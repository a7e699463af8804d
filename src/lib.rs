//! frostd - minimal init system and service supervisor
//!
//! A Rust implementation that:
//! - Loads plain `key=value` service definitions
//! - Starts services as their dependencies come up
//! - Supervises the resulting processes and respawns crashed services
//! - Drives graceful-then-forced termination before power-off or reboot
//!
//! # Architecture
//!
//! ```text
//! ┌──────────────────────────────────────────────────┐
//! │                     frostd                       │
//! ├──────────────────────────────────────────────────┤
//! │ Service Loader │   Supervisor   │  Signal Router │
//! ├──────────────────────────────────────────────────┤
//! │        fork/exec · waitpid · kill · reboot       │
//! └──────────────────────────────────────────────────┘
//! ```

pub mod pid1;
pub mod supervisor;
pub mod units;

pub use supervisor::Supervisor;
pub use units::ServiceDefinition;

==

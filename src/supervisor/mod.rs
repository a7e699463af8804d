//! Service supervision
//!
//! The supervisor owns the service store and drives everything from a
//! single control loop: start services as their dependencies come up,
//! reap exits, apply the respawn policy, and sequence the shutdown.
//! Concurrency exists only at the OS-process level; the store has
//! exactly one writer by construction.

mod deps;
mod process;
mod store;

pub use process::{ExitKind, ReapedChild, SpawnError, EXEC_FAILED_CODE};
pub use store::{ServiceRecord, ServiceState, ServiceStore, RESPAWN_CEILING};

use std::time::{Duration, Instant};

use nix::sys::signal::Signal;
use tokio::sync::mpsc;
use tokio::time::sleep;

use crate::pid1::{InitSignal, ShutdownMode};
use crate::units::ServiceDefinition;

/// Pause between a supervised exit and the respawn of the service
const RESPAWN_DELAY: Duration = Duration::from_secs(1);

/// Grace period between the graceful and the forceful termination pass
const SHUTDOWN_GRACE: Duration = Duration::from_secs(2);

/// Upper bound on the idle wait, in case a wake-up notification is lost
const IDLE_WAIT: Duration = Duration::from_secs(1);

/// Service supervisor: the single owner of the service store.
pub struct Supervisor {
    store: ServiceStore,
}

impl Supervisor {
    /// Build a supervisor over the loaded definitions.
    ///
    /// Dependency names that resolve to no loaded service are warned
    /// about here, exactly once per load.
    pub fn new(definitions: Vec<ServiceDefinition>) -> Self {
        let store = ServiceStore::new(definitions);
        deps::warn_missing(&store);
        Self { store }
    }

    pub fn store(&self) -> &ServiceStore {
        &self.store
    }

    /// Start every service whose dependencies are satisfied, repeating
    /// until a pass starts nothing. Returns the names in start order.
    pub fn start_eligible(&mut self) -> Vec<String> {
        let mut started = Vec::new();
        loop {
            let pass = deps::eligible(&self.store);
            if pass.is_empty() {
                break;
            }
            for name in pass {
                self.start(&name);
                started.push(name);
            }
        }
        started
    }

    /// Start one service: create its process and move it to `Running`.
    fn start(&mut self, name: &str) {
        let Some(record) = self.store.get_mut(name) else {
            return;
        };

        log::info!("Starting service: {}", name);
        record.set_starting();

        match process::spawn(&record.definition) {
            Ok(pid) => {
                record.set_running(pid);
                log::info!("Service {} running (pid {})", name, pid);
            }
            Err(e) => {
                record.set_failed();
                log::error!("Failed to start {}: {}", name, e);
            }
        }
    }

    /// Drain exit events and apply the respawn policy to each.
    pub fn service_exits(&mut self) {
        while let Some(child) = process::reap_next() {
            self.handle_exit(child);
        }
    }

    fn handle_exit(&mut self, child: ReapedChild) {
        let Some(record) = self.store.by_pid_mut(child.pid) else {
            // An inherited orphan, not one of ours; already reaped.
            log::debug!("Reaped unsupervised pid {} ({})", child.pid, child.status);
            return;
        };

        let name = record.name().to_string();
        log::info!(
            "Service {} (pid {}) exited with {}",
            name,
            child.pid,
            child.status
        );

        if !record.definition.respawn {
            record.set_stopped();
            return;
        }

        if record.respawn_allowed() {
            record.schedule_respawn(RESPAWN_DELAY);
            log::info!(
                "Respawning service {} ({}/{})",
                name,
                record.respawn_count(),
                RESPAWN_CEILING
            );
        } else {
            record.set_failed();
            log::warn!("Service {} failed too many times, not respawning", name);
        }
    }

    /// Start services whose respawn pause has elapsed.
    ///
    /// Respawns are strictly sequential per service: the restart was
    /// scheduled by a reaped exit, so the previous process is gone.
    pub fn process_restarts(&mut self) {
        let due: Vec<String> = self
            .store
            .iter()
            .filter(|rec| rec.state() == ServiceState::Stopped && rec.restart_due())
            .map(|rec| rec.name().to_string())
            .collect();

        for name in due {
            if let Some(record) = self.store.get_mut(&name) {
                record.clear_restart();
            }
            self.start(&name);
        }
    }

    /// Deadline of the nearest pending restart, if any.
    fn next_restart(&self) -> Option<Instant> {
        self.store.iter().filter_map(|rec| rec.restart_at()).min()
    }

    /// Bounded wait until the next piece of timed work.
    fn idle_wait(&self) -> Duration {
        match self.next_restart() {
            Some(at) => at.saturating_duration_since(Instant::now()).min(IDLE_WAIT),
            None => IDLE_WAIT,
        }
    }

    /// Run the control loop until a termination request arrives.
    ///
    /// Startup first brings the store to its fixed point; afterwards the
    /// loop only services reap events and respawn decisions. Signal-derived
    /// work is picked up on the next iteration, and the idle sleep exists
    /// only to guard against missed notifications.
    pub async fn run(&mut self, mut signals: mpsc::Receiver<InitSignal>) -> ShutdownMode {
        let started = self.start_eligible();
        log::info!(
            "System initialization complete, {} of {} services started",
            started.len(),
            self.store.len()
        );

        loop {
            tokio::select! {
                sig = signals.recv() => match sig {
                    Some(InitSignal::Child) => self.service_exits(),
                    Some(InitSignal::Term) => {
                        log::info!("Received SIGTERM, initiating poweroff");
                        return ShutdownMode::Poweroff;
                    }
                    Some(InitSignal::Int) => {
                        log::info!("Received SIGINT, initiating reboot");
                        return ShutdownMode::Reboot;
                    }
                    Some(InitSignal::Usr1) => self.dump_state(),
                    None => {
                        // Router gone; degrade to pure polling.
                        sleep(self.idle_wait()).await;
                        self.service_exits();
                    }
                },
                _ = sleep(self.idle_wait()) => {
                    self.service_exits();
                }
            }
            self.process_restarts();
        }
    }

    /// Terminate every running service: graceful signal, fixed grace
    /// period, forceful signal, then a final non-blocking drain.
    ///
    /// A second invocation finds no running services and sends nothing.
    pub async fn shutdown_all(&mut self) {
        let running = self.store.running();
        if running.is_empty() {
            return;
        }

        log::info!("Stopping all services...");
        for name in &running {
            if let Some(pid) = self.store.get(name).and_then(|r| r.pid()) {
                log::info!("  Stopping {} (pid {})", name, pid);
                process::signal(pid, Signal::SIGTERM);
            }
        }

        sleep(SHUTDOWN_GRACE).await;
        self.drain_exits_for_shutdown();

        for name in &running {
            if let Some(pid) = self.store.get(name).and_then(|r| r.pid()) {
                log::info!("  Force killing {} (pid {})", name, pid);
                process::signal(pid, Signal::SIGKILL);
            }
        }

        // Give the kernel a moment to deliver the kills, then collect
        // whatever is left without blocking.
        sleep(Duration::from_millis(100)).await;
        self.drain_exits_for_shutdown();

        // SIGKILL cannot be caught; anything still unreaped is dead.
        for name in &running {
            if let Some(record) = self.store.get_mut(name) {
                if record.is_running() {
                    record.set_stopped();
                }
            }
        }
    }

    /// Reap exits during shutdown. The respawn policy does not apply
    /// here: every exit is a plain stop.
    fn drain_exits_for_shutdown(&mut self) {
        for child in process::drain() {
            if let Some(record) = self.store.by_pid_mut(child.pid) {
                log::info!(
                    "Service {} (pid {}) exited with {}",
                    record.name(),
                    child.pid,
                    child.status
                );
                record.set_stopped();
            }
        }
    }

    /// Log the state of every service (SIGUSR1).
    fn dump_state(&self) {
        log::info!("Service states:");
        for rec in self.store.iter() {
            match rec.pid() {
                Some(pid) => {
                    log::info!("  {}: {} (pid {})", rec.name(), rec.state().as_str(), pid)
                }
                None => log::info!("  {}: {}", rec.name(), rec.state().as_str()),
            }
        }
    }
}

Your goal:
In the listing above, find each line with "gone" and copy it.

Output of the exercise:
    /// scheduled by a reaped exit, so the previous process is gone.
                        // Router gone; degrade to pure polling.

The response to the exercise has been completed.